Wenn die Altersschwäche des Schuhs nicht bemerkt wird und es zum Bruch der Schale während einer Abfahrt kommt, sind schmerzhafte Stürze und schlimme Verletzungen vorprogrammiert.

Sobald die Farbe der Skischuhe verblasst, eine schwarze Schale einen Grauschleier bekommt, oder weiße Boots vergilben, wird es höchste Zeit für einen Neukauf. Nach allerspätestens neun Jahren müssen Skischuhe ausgewechselt werden.

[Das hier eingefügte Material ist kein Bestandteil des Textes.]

//! Process meta singleton.

use std::collections::BTreeMap;

use chirpbot_core::repository::MetaRepository;
use chirpbot_types::error::RepositoryError;
use chirpbot_types::meta::{MetaValue, ProcessMeta};
use sqlx::Row;

use super::store::{SqliteStore, from_json, query_err, to_json};

impl MetaRepository for SqliteStore {
    async fn load_meta(&self) -> Result<Option<ProcessMeta>, RepositoryError> {
        let row = sqlx::query("SELECT last_waking_at, fields FROM meta WHERE id = 1")
            .fetch_optional(&self.pool.reader)
            .await
            .map_err(query_err)?;

        let Some(row) = row else {
            return Ok(None);
        };
        let last_waking_at: i64 = row.try_get("last_waking_at").map_err(query_err)?;
        let fields: String = row.try_get("fields").map_err(query_err)?;
        let fields: BTreeMap<String, MetaValue> = from_json(&fields)?;

        Ok(Some(ProcessMeta {
            last_waking_at,
            fields,
        }))
    }

    async fn save_meta(&self, meta: &ProcessMeta) -> Result<(), RepositoryError> {
        sqlx::query(
            r#"INSERT INTO meta (id, last_waking_at, fields) VALUES (1, ?, ?)
               ON CONFLICT (id) DO UPDATE SET
                   last_waking_at = excluded.last_waking_at,
                   fields = excluded.fields"#,
        )
        .bind(meta.last_waking_at)
        .bind(to_json(&meta.fields)?)
        .execute(&self.pool.writer)
        .await
        .map_err(query_err)?;

        Ok(())
    }
}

Denn die Weichmacher, die sich im Schuh befinden verflüchtigen sich, der Schuh wird porös und bricht.

Aber nicht nur die Schale sondern auch die Sohle nutzt sich im Laufe der Jahre ziemlich ab. Irgendwann funktioniert das Zusammenspiel von Bindung und Schuh nicht mehr richtig. Zudem wird auch der Innenschuh stark strapaziert, was sich auf die Passform, den Komfort und die Isolierfähigkeit auswirkt.

Sicherheit beginnt am Kopf

Nicht nur die Skiausrüstung an den Füßen, sondern auch jene auf dem Kopf muss jährlich auf Sicherheitsmängel hin überprüft werden. Hier ist auch die Sonneneinstrahlung mit schuld, wenn ein Helm brüchig wird. "Wenn man nur ein paar Mal im Winter am Berg ist, kann ein Helm auch zehn Jahre halten. Wenn man sich hingegen sehr viel im Freien aufhält sollte der Helm bereits nach fünf Jahren getauscht werden.", erläutert Schwarting. Die harte Außenschale eines Helms ist bis zu einem gewissen Grad verformbar. Wenn der Karbonfaserverbundwerkstoff so beschädigt ist, dass dies von außen sichtbar ist, muss der Helm sowieso ausgetauscht werden. Bei den gängigen Inmould-Helmen besteht der Schaden oft im Ablösen der einzelnen Laminate im Inneren. Dies kann man jedoch von außen nicht sehen. Empfohlen wird ein Austausch des Helms nach drei bis fünf Jahren im Einsatz, aber unbedingt sofort nach schweren Stürzen.

SPORT 2000

SPORT 2000 ist Österreichs größte Fachhändlergemeinschaft mit Sitz im oberösterreichischen Ohlsdorf und einem Marktanteil (inkl. Gigasport) von 29 Prozent. 215 Händler mit 351 Geschäften in ganz Österreich erzielten 2013 einen Umsatz von 438 Mio. Euro.

SPORT 2000 Österreich (inkl. Tschechien, Ungarn, Slowakei, Slowenien) erwirtschaftete mit insgesamt 285 Sportfachhändlern und 475 Geschäften im Geschäftsjahr 2013 ein Umsatz von 483,6 Mio. Euro. Die SPORT 2000-Gruppe ist Arbeitgeber für 2871 Mitarbeiter. Bis 2015 sollen die Geschäfte auf 500 anwachsen. SPORT 2000 Österreich ist Mitglied der SPORT 2000 International AG, europaweit eine der größten Einkaufskooperationen selbstständiger Sporthändler mit rund 3200 Geschäften in 23 Ländern und einem Gesamtumsatz von über 5,83 Mrd. Euro.